Start of Block

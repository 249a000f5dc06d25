//! Session management for encrypted communications
//!
//! Combines X3DH and the Double Ratchet into per-peer sessions with
//! crash-safe persistence.

pub mod manager;
pub mod prekeys;
pub mod store;

pub use manager::{Session, SessionError, SessionInfo, SessionManager, SessionRole};
pub use prekeys::{PreKeyRecord, PreKeyRegistry};
pub use store::{
    FilePreKeyStore, FileSessionStore, MemoryPreKeyStore, MemorySessionStore, PreKeyStore, SessionRecord, SessionStore,
};

#[cfg(test)]
mod tests;
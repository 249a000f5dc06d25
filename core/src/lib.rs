//! SecureChat end-to-end encryption core
//!
//! Provides X3DH key agreement, Double Ratchet sessions with crash-safe
//! persistence, safety-number verification and a durable offline
//! delivery queue.

pub mod config;
pub mod crypto;
pub mod logger;
pub mod messaging;
pub mod queue;
pub mod session;
pub mod storage;
pub mod util;
pub mod verification;

// Re-export logger types
pub use logger::{init_logger, init_stderr_logger, CoreLogger};

pub use config::{ConfigError, CoreConfig, QueueConfig, RatchetConfig, SessionConfig};

// Re-export crypto types
pub use crypto::{
    CryptoProvider, DefaultCryptoProvider, IdentityKeyPair, InitialMessage, PreKeyBundle, RatchetEngine, RatchetError,
    RatchetMessage, RatchetState, X3DHError, X3DH,
};

pub use session::{SessionError, SessionInfo, SessionManager, SessionStore};

pub use queue::{MessagePriority, OfflineMessageQueue, QueueError, QueueStatistics, QueueStatus};

pub use verification::{TrustState, VerificationError, VerificationManager};

// Re-export messaging types
pub use messaging::{Message, MessageType, MessagingError, MessagingEvent, MessagingService};
pub use messaging::{Transport, TransportError, TransportEvent};

pub use storage::StoreError;

use sha2::{Digest, Sha256};

/// Get a human-readable fingerprint of an identity key
///
/// Returns a truncated SHA-256 hash formatted as groups of 4 hex chars
/// Example: "A1B2-C3D4-E5F6-A7B8"
pub fn public_key_fingerprint(identity_key: &[u8; 32]) -> String {
    let hash = Sha256::digest(identity_key);

    // Take first 8 bytes (16 hex chars) and format nicely
    let hex_str = hex::encode_upper(&hash[..8]);
    hex_str
        .as_bytes()
        .chunks(4)
        .map(|c| String::from_utf8_lossy(c).into_owned())
        .collect::<Vec<_>>()
        .join("-")
}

End of Block

From first line to last, transcribe the material exactly.

- Result
repository 249a000f5dc06d25
//! Session management for encrypted communications
//!
//! Combines X3DH and the Double Ratchet into per-peer sessions with
//! crash-safe persistence.

pub mod manager;
pub mod prekeys;
pub mod store;

pub use manager::{Session, SessionError, SessionInfo, SessionManager, SessionRole};
pub use prekeys::{PreKeyRecord, PreKeyRegistry};
pub use store::{
    FilePreKeyStore, FileSessionStore, MemoryPreKeyStore, MemorySessionStore, PreKeyStore, SessionRecord, SessionStore,
};

#[cfg(test)]
mod tests;
repository 249a000f5dc06d25
filename core/src/lib.rs
//! SecureChat end-to-end encryption core
//!
//! Provides X3DH key agreement, Double Ratchet sessions with crash-safe
//! persistence, safety-number verification and a durable offline
//! delivery queue.

pub mod config;
pub mod crypto;
pub mod logger;
pub mod messaging;
pub mod queue;
pub mod session;
pub mod storage;
pub mod util;
pub mod verification;

// Re-export logger types
pub use logger::{init_logger, init_stderr_logger, CoreLogger};

pub use config::{ConfigError, CoreConfig, QueueConfig, RatchetConfig, SessionConfig};

// Re-export crypto types
pub use crypto::{
    CryptoProvider, DefaultCryptoProvider, IdentityKeyPair, InitialMessage, PreKeyBundle, RatchetEngine, RatchetError,
    RatchetMessage, RatchetState, X3DHError, X3DH,
};

pub use session::{SessionError, SessionInfo, SessionManager, SessionStore};

pub use queue::{MessagePriority, OfflineMessageQueue, QueueError, QueueStatistics, QueueStatus};

pub use verification::{TrustState, VerificationError, VerificationManager};

// Re-export messaging types
pub use messaging::{Message, MessageType, MessagingError, MessagingEvent, MessagingService};
pub use messaging::{Transport, TransportError, TransportEvent};

pub use storage::StoreError;

use sha2::{Digest, Sha256};

/// Get a human-readable fingerprint of an identity key
///
/// Returns a truncated SHA-256 hash formatted as groups of 4 hex chars
/// Example: "A1B2-C3D4-E5F6-A7B8"
pub fn public_key_fingerprint(identity_key: &[u8; 32]) -> String {
    let hash = Sha256::digest(identity_key);

    // Take first 8 bytes (16 hex chars) and format nicely
    let hex_str = hex::encode_upper(&hash[..8]);
    hex_str
        .as_bytes()
        .chunks(4)
        .map(|c| String::from_utf8_lossy(c).into_owned())
        .collect::<Vec<_>>()
        .join("-")
}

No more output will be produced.